This grant seeks to develop AI/ML models using real-world data to monitor clinical outcomes when patients switch between complex generics and brand-name drugs.
Funder: Food and Drug Administration
Due Dates: Forecasted (official due date not yet posted)
Funding Amounts: $300,000 (single award; cooperative agreement)
Summary: Supports development and testing of AI/ML models using real-world data to monitor clinical outcomes in patients switching between complex generic and reference drugs.
Key Information: Clinical trials are not allowed; opportunity is currently forecasted, not open.
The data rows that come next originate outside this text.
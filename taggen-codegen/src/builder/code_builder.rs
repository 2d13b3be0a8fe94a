//! Indentation-aware text buffer.

use super::{CodeFragment, Indent, Renderable};

/// Turns [`CodeFragment`]s into indented source text.
///
/// ```
/// use taggen_codegen::builder::{CodeBuilder, CodeFragment};
///
/// let mut builder = CodeBuilder::javascript();
/// builder.emit(&CodeFragment::braced(
///     "function Coord(x, y) {",
///     vec![CodeFragment::line("return { x, y }")],
///     "}",
/// ));
///
/// assert_eq!(builder.build(), "function Coord(x, y) {\n    return { x, y }\n}\n");
/// ```
#[derive(Debug, Clone)]
pub struct CodeBuilder {
    depth: usize,
    unit: String,
    out: String,
}

impl CodeBuilder {
    pub fn new(indent: Indent) -> Self {
        Self {
            depth: 0,
            unit: indent.unit(),
            out: String::new(),
        }
    }

    pub fn javascript() -> Self {
        Self::new(Indent::JAVASCRIPT)
    }

    /// Append `text` as one line at the current depth.
    pub fn push_line(&mut self, text: &str) -> &mut Self {
        for _ in 0..self.depth {
            self.out.push_str(&self.unit);
        }
        self.out.push_str(text);
        self.out.push('\n');
        self
    }

    /// Blank lines carry no indentation.
    pub fn push_blank(&mut self) -> &mut Self {
        self.out.push('\n');
        self
    }

    /// Render every fragment of `node` at the current depth.
    pub fn emit(&mut self, node: &impl Renderable) -> &mut Self {
        for fragment in node.to_fragments() {
            self.write(&fragment);
        }
        self
    }

    pub fn build(self) -> String {
        self.out
    }

    fn write(&mut self, fragment: &CodeFragment) {
        match fragment {
            CodeFragment::Line(text) => {
                self.push_line(text);
            }
            CodeFragment::Blank => {
                self.push_blank();
            }
            CodeFragment::Block {
                header,
                body,
                close,
            } => {
                self.push_line(header);
                self.nested(body);
                if let Some(close) = close {
                    self.push_line(close);
                }
            }
            CodeFragment::Indent(body) => self.nested(body),
            CodeFragment::Sequence(items) => items.iter().for_each(|f| self.write(f)),
            CodeFragment::Verbatim(text) => {
                self.out.push_str(text);
                if !text.is_empty() && !text.ends_with('\n') {
                    self.out.push('\n');
                }
            }
        }
    }

    fn nested(&mut self, body: &[CodeFragment]) {
        self.depth += 1;
        body.iter().for_each(|f| self.write(f));
        self.depth -= 1;
    }
}

impl Default for CodeBuilder {
    fn default() -> Self {
        Self::javascript()
    }
}
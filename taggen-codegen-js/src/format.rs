//! Whitespace normalization of generated code.
//!
//! Applied per section by [`CodeFile`](crate::CodeFile); verbatim source
//! copied from definition files is never passed through it.

/// Trim trailing whitespace, drop leading blank lines, collapse runs of
/// blank lines to one, and end with exactly one newline.
pub fn format(source: &str) -> String {
    let mut out = String::with_capacity(source.len());
    let mut pending_blank = false;

    for line in source.lines() {
        let line = line.trim_end();
        if line.is_empty() {
            pending_blank = !out.is_empty();
            continue;
        }
        if pending_blank {
            out.push('\n');
            pending_blank = false;
        }
        out.push_str(line);
        out.push('\n');
    }
    out
}

#[cfg(test)]
mod tests {
    use super::*;

    #[test]
    fn test_format_normalizes_blank_lines() {
        let source = "\n\nconst a = 1   \n\n\n\nconst b = 2\r\n\n";
        assert_eq!(format(source), "const a = 1\n\nconst b = 2\n");
    }

    #[test]
    fn test_format_keeps_indentation() {
        assert_eq!(format("if (x) {\n\ty()\n}"), "if (x) {\n\ty()\n}\n");
    }

    #[test]
    fn test_format_is_idempotent() {
        let once = format("a\n\n\nb  \n");
        assert_eq!(format(&once), once);
    }

    #[test]
    fn test_format_empty() {
        assert_eq!(format("\n \n"), "");
    }
}
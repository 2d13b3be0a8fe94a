//! Captures the compilation context after each phase, for `--visualize`.

use std::{
    fs,
    path::{Path, PathBuf},
};

use eyre::{Context, Result};
use serde::Serialize;
use taggen_schema::{FunctionInfo, ImportInfo, TypeDefinition};

use super::{CompilationContext, Diagnostic, Plugin};
use crate::analysis::TypeAnalysis;

#[derive(Debug, Clone, Serialize)]
pub struct PhaseSnapshot {
    /// The phase that just completed.
    pub phase: String,
    pub definition: TypeDefinition,
    pub imports: Vec<ImportInfo>,
    pub functions: Vec<FunctionInfo>,
    /// Available from the "analyze" phase on.
    #[serde(skip_serializing_if = "Option::is_none")]
    pub analysis: Option<TypeAnalysis>,
    pub diagnostics: Vec<Diagnostic>,
}

/// Writes a [`PhaseSnapshot`] as `<phase>.json` into its output directory
/// after every phase.
pub struct SnapshotPlugin {
    output_dir: PathBuf,
}

impl SnapshotPlugin {
    pub fn with_output_dir(output_dir: impl Into<PathBuf>) -> Self {
        Self {
            output_dir: output_dir.into(),
        }
    }
}

impl PhaseSnapshot {
    fn capture(phase: &str, ctx: &CompilationContext) -> Self {
        Self {
            phase: phase.to_string(),
            definition: ctx.definition.clone(),
            imports: ctx.parsed.imports.clone(),
            functions: ctx.parsed.functions.clone(),
            analysis: ctx.analysis.clone(),
            diagnostics: ctx.diagnostics.clone(),
        }
    }
}

fn write_snapshot(dir: &Path, snapshot: &PhaseSnapshot) -> Result<()> {
    fs::create_dir_all(dir)
        .wrap_err_with(|| format!("failed to create snapshot directory '{}'", dir.display()))?;
    let json = serde_json::to_string_pretty(snapshot)?;
    fs::write(dir.join(format!("{}.json", snapshot.phase)), json)?;
    Ok(())
}

impl Plugin for SnapshotPlugin {
    fn name(&self) -> &'static str {
        "snapshot"
    }

    fn on_after_phase(&self, phase: &str, ctx: &mut CompilationContext) -> Result<()> {
        write_snapshot(&self.output_dir, &PhaseSnapshot::capture(phase, ctx))
    }
}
This funding opportunity from the FDA aims to modernize post-market surveillance of complex generic drug products by leveraging real-world data (RWD) and advanced algorithmic analyses. The goal is to develop and test artificial intelligence (AI) or machine learning (ML) models that can efficiently and automatically identify clinical outcome signals when patients switch between therapeutically equivalent complex generics and their reference listed drugs (RLDs). The results are intended to inform regulatory decision-making and ensure ongoing therapeutic equivalence in the marketplace.
Complex generics often have unique user interface characteristics compared to their brand-name counterparts, which may impact patient outcomes. This initiative seeks to address the need for robust, automated post-market monitoring tools that can detect potential issues in a timely and repeatable manner.